TASK PROMPT: The required answer is a copy of each line in the entries below that includes "const".

-------

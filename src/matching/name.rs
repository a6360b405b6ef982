// src/matching/name.rs - Decedent name canonicalization and token signatures

use std::collections::HashSet;

use once_cell::sync::Lazy;
use regex::Regex;
use unicode_normalization::char::is_combining_mark;
use unicode_normalization::UnicodeNormalization;

pub const MIN_TOKEN_LENGTH: usize = 2;

/// Honorific titles stripped by the canonical signature. Gazette notices and
/// registry spreadsheets disagree on whether these are part of the name.
pub const TITLES: [&str; 14] = [
    "dr", "mr", "mrs", "ms", "miss", "rev", "fr", "prof", "hon", "eng", "col", "bishop", "pastor",
    "elder",
];

/// Estate boilerplate removed before tokenizing. Longer phrases first so a
/// shorter phrase never leaves a fragment of a longer one behind.
const BOILERPLATE_PHRASES: [&str; 4] = ["in the estate of", "the estate of", "estate of", "the late"];

/// Filler tokens that survive phrase stripping on their own.
const FILLER_TOKENS: [&str; 3] = ["the", "late", "deceased"];

static TRAILING_PLACE_RE: Lazy<Regex> =
    Lazy::new(|| Regex::new(r"\s+of\s+[a-z][a-z ]*$").unwrap());

/// Canonicalizes a free-text name: lower-case, diacritics stripped via NFD
/// decomposition, everything that is not a letter or whitespace removed,
/// whitespace collapsed. Idempotent; empty input yields an empty string.
pub fn normalize_name(name: &str) -> String {
    let decomposed: String = name
        .to_lowercase()
        .nfd()
        .filter(|c| !is_combining_mark(*c))
        .collect();
    let letters_only: String = decomposed
        .chars()
        .filter(|c| c.is_alphabetic() || c.is_whitespace())
        .collect();
    letters_only.split_whitespace().collect::<Vec<_>>().join(" ")
}

/// Order-insensitive matching key: normalized tokens, single-character
/// fragments dropped, sorted and re-joined. Handles "Surname Given" vs
/// "Given Surname" but is not misspelling-tolerant; spelling variance is the
/// fuzzy scorer's job.
pub fn token_signature(name: &str) -> String {
    let normalized = normalize_name(name);
    let mut tokens: Vec<&str> = normalized
        .split_whitespace()
        .filter(|t| t.len() >= MIN_TOKEN_LENGTH)
        .collect();
    tokens.sort_unstable();
    tokens.join(" ")
}

/// Token signature with honorifics, estate boilerplate and a trailing
/// "of <place>" qualifier stripped first, so "Dr. John Kamau of Nairobi" and
/// "KAMAU JOHN" produce the same key.
pub fn canonical_signature(name: &str) -> String {
    let mut working = normalize_name(name);
    for phrase in &BOILERPLATE_PHRASES {
        working = working.replace(phrase, " ");
    }
    working = TRAILING_PLACE_RE.replace(&working, "").into_owned();

    let mut tokens: Vec<&str> = working
        .split_whitespace()
        .filter(|t| t.len() >= MIN_TOKEN_LENGTH)
        .filter(|t| !TITLES.contains(t))
        .filter(|t| !FILLER_TOKENS.contains(t))
        .collect();
    tokens.sort_unstable();
    tokens.join(" ")
}

/// Token set used by the Jaccard component of the fuzzy score.
pub fn name_tokens(name: &str) -> HashSet<String> {
    normalize_name(name)
        .split_whitespace()
        .filter(|t| t.len() >= MIN_TOKEN_LENGTH)
        .map(|t| t.to_string())
        .collect()
}

#[cfg(test)]
mod tests {
    use super::*;

    #[test]
    fn test_normalize_is_case_and_diacritic_insensitive() {
        assert_eq!(normalize_name("José  O'Brien"), normalize_name("JOSE OBRIEN"));
        assert_eq!(normalize_name("José  O'Brien"), "jose obrien");
    }

    #[test]
    fn test_normalize_is_idempotent() {
        let once = normalize_name("  Müller,   J.  Kamau-Otieno ");
        assert_eq!(normalize_name(&once), once);
    }

    #[test]
    fn test_normalize_empty_input() {
        assert_eq!(normalize_name(""), "");
        assert_eq!(normalize_name("  \t  "), "");
        assert_eq!(normalize_name("123 456"), "");
    }

    #[test]
    fn test_token_signature_is_order_insensitive() {
        assert_eq!(token_signature("John Otieno"), token_signature("Otieno John"));
        assert_eq!(token_signature("John Otieno"), "john otieno");
    }

    #[test]
    fn test_token_signature_drops_single_char_fragments() {
        assert_eq!(token_signature("John K Otieno"), "john otieno");
    }

    #[test]
    fn test_canonical_signature_strips_titles_and_boilerplate() {
        assert_eq!(
            canonical_signature("The Estate of the late Dr. John Kamau"),
            "john kamau"
        );
        assert_eq!(canonical_signature("Mrs Jane Wanjiku of Kiambu"), "jane wanjiku");
        assert_eq!(
            canonical_signature("KAMAU JOHN"),
            canonical_signature("Dr. John Kamau of Nairobi")
        );
    }

    #[test]
    fn test_canonical_signature_keeps_plain_names_intact() {
        assert_eq!(canonical_signature("Mary Atieno Odhiambo"), "atieno mary odhiambo");
    }
}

-------

RESULT OF THE EXERCISE:
pub const MIN_TOKEN_LENGTH: usize = 2;
pub const TITLES: [&str; 14] = [
const BOILERPLATE_PHRASES: [&str; 4] = ["in the estate of", "the estate of", "estate of", "the late"];
const FILLER_TOKENS: [&str; 3] = ["the", "late", "deceased"];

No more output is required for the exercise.